Exercise in exact copying. Transcribe every entry that follows, word for word.

++++ Source information

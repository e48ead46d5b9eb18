//! 上下线差异追踪器
//!
//! 对比当前周期与上一周期的离线目标集合，计算需要告警的变化集

use crate::probe::{ProbeResult, ProbeStatus, TargetKey};
use std::collections::HashMap;
use tracing::debug;

/// 上下线差异追踪器
///
/// 保存上一个已完成周期的离线目标集合，以 (host, name) 为键。
/// 差异计算与状态提交在 `process` 中作为同一原子步骤完成，
/// 调用方通过调度器的周期串行化保证不会并发调用。
#[derive(Debug, Default)]
pub struct DeltaTracker {
    /// 上一周期的离线目标集合
    previous_offline: HashMap<TargetKey, ProbeResult>,
}

impl DeltaTracker {
    /// 创建新的差异追踪器
    pub fn new() -> Self {
        Self::default()
    }

    /// 纯差异计算：对称差
    ///
    /// 本周期新离线的目标标记为离线，上一周期离线而本周期恢复的
    /// 目标重新标记为在线。同一周期内一个目标恢复、另一个目标离线
    /// 也会产生非空变化集（集合大小比较法会漏报这种情况）。
    ///
    /// # 参数
    /// * `current` - 当前周期的离线集合
    /// * `previous` - 上一周期的离线集合
    ///
    /// # 返回
    /// * `Vec<ProbeResult>` - 需要告警的变化集
    pub fn delta(
        current: &HashMap<TargetKey, ProbeResult>,
        previous: &HashMap<TargetKey, ProbeResult>,
    ) -> Vec<ProbeResult> {
        let mut delta = Vec::new();

        // 新离线的目标
        for (key, result) in current {
            if !previous.contains_key(key) {
                delta.push(result.clone());
            }
        }

        // 已恢复的目标
        for (key, result) in previous {
            if !current.contains_key(key) {
                delta.push(result.relabeled(ProbeStatus::Online));
            }
        }

        delta
    }

    /// 计算本周期变化集并提交新的离线集合
    ///
    /// 空变化集是正常且频繁的结果（离线集合没有变化），不触发告警。
    ///
    /// # 参数
    /// * `current_offline` - 当前周期的离线结果列表
    ///
    /// # 返回
    /// * `Vec<ProbeResult>` - 需要告警的变化集
    pub fn process(&mut self, current_offline: Vec<ProbeResult>) -> Vec<ProbeResult> {
        let current: HashMap<TargetKey, ProbeResult> = current_offline
            .into_iter()
            .map(|r| (r.key(), r))
            .collect();

        let delta = Self::delta(&current, &self.previous_offline);

        debug!(
            "差异计算完成: 上周期离线 {}，本周期离线 {}，变化 {}",
            self.previous_offline.len(),
            current.len(),
            delta.len()
        );

        self.previous_offline = current;
        delta
    }

    /// 获取上一周期的离线目标数量
    pub fn previous_offline_count(&self) -> usize {
        self.previous_offline.len()
    }
}

#[cfg(test)]
mod tests {
    use super::*;
    use crate::probe::Target;

    fn offline(host: &str) -> ProbeResult {
        let target = Target::new(host.to_string(), host.to_string(), None);
        ProbeResult::new(&target, ProbeStatus::Offline)
    }

    fn hosts(results: &[ProbeResult]) -> Vec<&str> {
        let mut hosts: Vec<&str> = results.iter().map(|r| r.host.as_str()).collect();
        hosts.sort();
        hosts
    }

    #[test]
    fn test_all_recovered() {
        let mut tracker = DeltaTracker::new();
        tracker.process(vec![offline("a"), offline("b")]);

        let delta = tracker.process(vec![]);

        assert_eq!(hosts(&delta), vec!["a", "b"]);
        assert!(delta.iter().all(|r| r.status == ProbeStatus::Online));
        assert_eq!(tracker.previous_offline_count(), 0);
    }

    #[test]
    fn test_newly_offline() {
        let mut tracker = DeltaTracker::new();
        tracker.process(vec![offline("a")]);

        let delta = tracker.process(vec![offline("a"), offline("b")]);

        assert_eq!(hosts(&delta), vec!["b"]);
        assert_eq!(delta[0].status, ProbeStatus::Offline);
        assert_eq!(tracker.previous_offline_count(), 2);
    }

    #[test]
    fn test_partially_recovered() {
        let mut tracker = DeltaTracker::new();
        tracker.process(vec![offline("a"), offline("b")]);

        let delta = tracker.process(vec![offline("a")]);

        assert_eq!(hosts(&delta), vec!["b"]);
        assert_eq!(delta[0].status, ProbeStatus::Online);
    }

    #[test]
    fn test_unchanged_is_empty() {
        let mut tracker = DeltaTracker::new();
        tracker.process(vec![offline("a")]);

        let delta = tracker.process(vec![offline("a")]);

        assert!(delta.is_empty());
        assert_eq!(tracker.previous_offline_count(), 1);
    }

    #[test]
    fn test_first_cycle_reports_all_offline() {
        let mut tracker = DeltaTracker::new();

        let delta = tracker.process(vec![offline("a")]);

        assert_eq!(hosts(&delta), vec!["a"]);
        assert_eq!(delta[0].status, ProbeStatus::Offline);
    }

    #[test]
    fn test_simultaneous_swap_detected() {
        // 同周期内a恢复、b离线，集合大小不变，对称差仍能捕获两者
        let mut tracker = DeltaTracker::new();
        tracker.process(vec![offline("a")]);

        let delta = tracker.process(vec![offline("b")]);

        assert_eq!(hosts(&delta), vec!["a", "b"]);
        let a = delta.iter().find(|r| r.host == "a").unwrap();
        let b = delta.iter().find(|r| r.host == "b").unwrap();
        assert_eq!(a.status, ProbeStatus::Online);
        assert_eq!(b.status, ProbeStatus::Offline);
    }

    #[test]
    fn test_identity_is_host_and_name() {
        let mut tracker = DeltaTracker::new();

        let target = Target::new("a".to_string(), "服务器A".to_string(), None);
        tracker.process(vec![ProbeResult::new(&target, ProbeStatus::Offline)]);

        // 同一(host, name)但存储重新分配了id，不应视为新目标
        let mut reassigned = Target::new("a".to_string(), "服务器A".to_string(), None);
        reassigned.id = uuid::Uuid::new_v4();
        let delta = tracker.process(vec![ProbeResult::new(&reassigned, ProbeStatus::Offline)]);

        assert!(delta.is_empty());
    }
}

++++++++

* **Output for this task**:
repository e48ead46d5b9eb18
//! 上下线差异追踪器
//!
//! 对比当前周期与上一周期的离线目标集合，计算需要告警的变化集

use crate::probe::{ProbeResult, ProbeStatus, TargetKey};
use std::collections::HashMap;
use tracing::debug;

/// 上下线差异追踪器
///
/// 保存上一个已完成周期的离线目标集合，以 (host, name) 为键。
/// 差异计算与状态提交在 `process` 中作为同一原子步骤完成，
/// 调用方通过调度器的周期串行化保证不会并发调用。
#[derive(Debug, Default)]
pub struct DeltaTracker {
    /// 上一周期的离线目标集合
    previous_offline: HashMap<TargetKey, ProbeResult>,
}

impl DeltaTracker {
    /// 创建新的差异追踪器
    pub fn new() -> Self {
        Self::default()
    }

    /// 纯差异计算：对称差
    ///
    /// 本周期新离线的目标标记为离线，上一周期离线而本周期恢复的
    /// 目标重新标记为在线。同一周期内一个目标恢复、另一个目标离线
    /// 也会产生非空变化集（集合大小比较法会漏报这种情况）。
    ///
    /// # 参数
    /// * `current` - 当前周期的离线集合
    /// * `previous` - 上一周期的离线集合
    ///
    /// # 返回
    /// * `Vec<ProbeResult>` - 需要告警的变化集
    pub fn delta(
        current: &HashMap<TargetKey, ProbeResult>,
        previous: &HashMap<TargetKey, ProbeResult>,
    ) -> Vec<ProbeResult> {
        let mut delta = Vec::new();

        // 新离线的目标
        for (key, result) in current {
            if !previous.contains_key(key) {
                delta.push(result.clone());
            }
        }

        // 已恢复的目标
        for (key, result) in previous {
            if !current.contains_key(key) {
                delta.push(result.relabeled(ProbeStatus::Online));
            }
        }

        delta
    }

    /// 计算本周期变化集并提交新的离线集合
    ///
    /// 空变化集是正常且频繁的结果（离线集合没有变化），不触发告警。
    ///
    /// # 参数
    /// * `current_offline` - 当前周期的离线结果列表
    ///
    /// # 返回
    /// * `Vec<ProbeResult>` - 需要告警的变化集
    pub fn process(&mut self, current_offline: Vec<ProbeResult>) -> Vec<ProbeResult> {
        let current: HashMap<TargetKey, ProbeResult> = current_offline
            .into_iter()
            .map(|r| (r.key(), r))
            .collect();

        let delta = Self::delta(&current, &self.previous_offline);

        debug!(
            "差异计算完成: 上周期离线 {}，本周期离线 {}，变化 {}",
            self.previous_offline.len(),
            current.len(),
            delta.len()
        );

        self.previous_offline = current;
        delta
    }

    /// 获取上一周期的离线目标数量
    pub fn previous_offline_count(&self) -> usize {
        self.previous_offline.len()
    }
}

#[cfg(test)]
mod tests {
    use super::*;
    use crate::probe::Target;

    fn offline(host: &str) -> ProbeResult {
        let target = Target::new(host.to_string(), host.to_string(), None);
        ProbeResult::new(&target, ProbeStatus::Offline)
    }

    fn hosts(results: &[ProbeResult]) -> Vec<&str> {
        let mut hosts: Vec<&str> = results.iter().map(|r| r.host.as_str()).collect();
        hosts.sort();
        hosts
    }

    #[test]
    fn test_all_recovered() {
        let mut tracker = DeltaTracker::new();
        tracker.process(vec![offline("a"), offline("b")]);

        let delta = tracker.process(vec![]);

        assert_eq!(hosts(&delta), vec!["a", "b"]);
        assert!(delta.iter().all(|r| r.status == ProbeStatus::Online));
        assert_eq!(tracker.previous_offline_count(), 0);
    }

    #[test]
    fn test_newly_offline() {
        let mut tracker = DeltaTracker::new();
        tracker.process(vec![offline("a")]);

        let delta = tracker.process(vec![offline("a"), offline("b")]);

        assert_eq!(hosts(&delta), vec!["b"]);
        assert_eq!(delta[0].status, ProbeStatus::Offline);
        assert_eq!(tracker.previous_offline_count(), 2);
    }

    #[test]
    fn test_partially_recovered() {
        let mut tracker = DeltaTracker::new();
        tracker.process(vec![offline("a"), offline("b")]);

        let delta = tracker.process(vec![offline("a")]);

        assert_eq!(hosts(&delta), vec!["b"]);
        assert_eq!(delta[0].status, ProbeStatus::Online);
    }

    #[test]
    fn test_unchanged_is_empty() {
        let mut tracker = DeltaTracker::new();
        tracker.process(vec![offline("a")]);

        let delta = tracker.process(vec![offline("a")]);

        assert!(delta.is_empty());
        assert_eq!(tracker.previous_offline_count(), 1);
    }

    #[test]
    fn test_first_cycle_reports_all_offline() {
        let mut tracker = DeltaTracker::new();

        let delta = tracker.process(vec![offline("a")]);

        assert_eq!(hosts(&delta), vec!["a"]);
        assert_eq!(delta[0].status, ProbeStatus::Offline);
    }

    #[test]
    fn test_simultaneous_swap_detected() {
        // 同周期内a恢复、b离线，集合大小不变，对称差仍能捕获两者
        let mut tracker = DeltaTracker::new();
        tracker.process(vec![offline("a")]);

        let delta = tracker.process(vec![offline("b")]);

        assert_eq!(hosts(&delta), vec!["a", "b"]);
        let a = delta.iter().find(|r| r.host == "a").unwrap();
        let b = delta.iter().find(|r| r.host == "b").unwrap();
        assert_eq!(a.status, ProbeStatus::Online);
        assert_eq!(b.status, ProbeStatus::Offline);
    }

    #[test]
    fn test_identity_is_host_and_name() {
        let mut tracker = DeltaTracker::new();

        let target = Target::new("a".to_string(), "服务器A".to_string(), None);
        tracker.process(vec![ProbeResult::new(&target, ProbeStatus::Offline)]);

        // 同一(host, name)但存储重新分配了id，不应视为新目标
        let mut reassigned = Target::new("a".to_string(), "服务器A".to_string(), None);
        reassigned.id = uuid::Uuid::new_v4();
        let delta = tracker.process(vec![ProbeResult::new(&reassigned, ProbeStatus::Offline)]);

        assert!(delta.is_empty());
    }
}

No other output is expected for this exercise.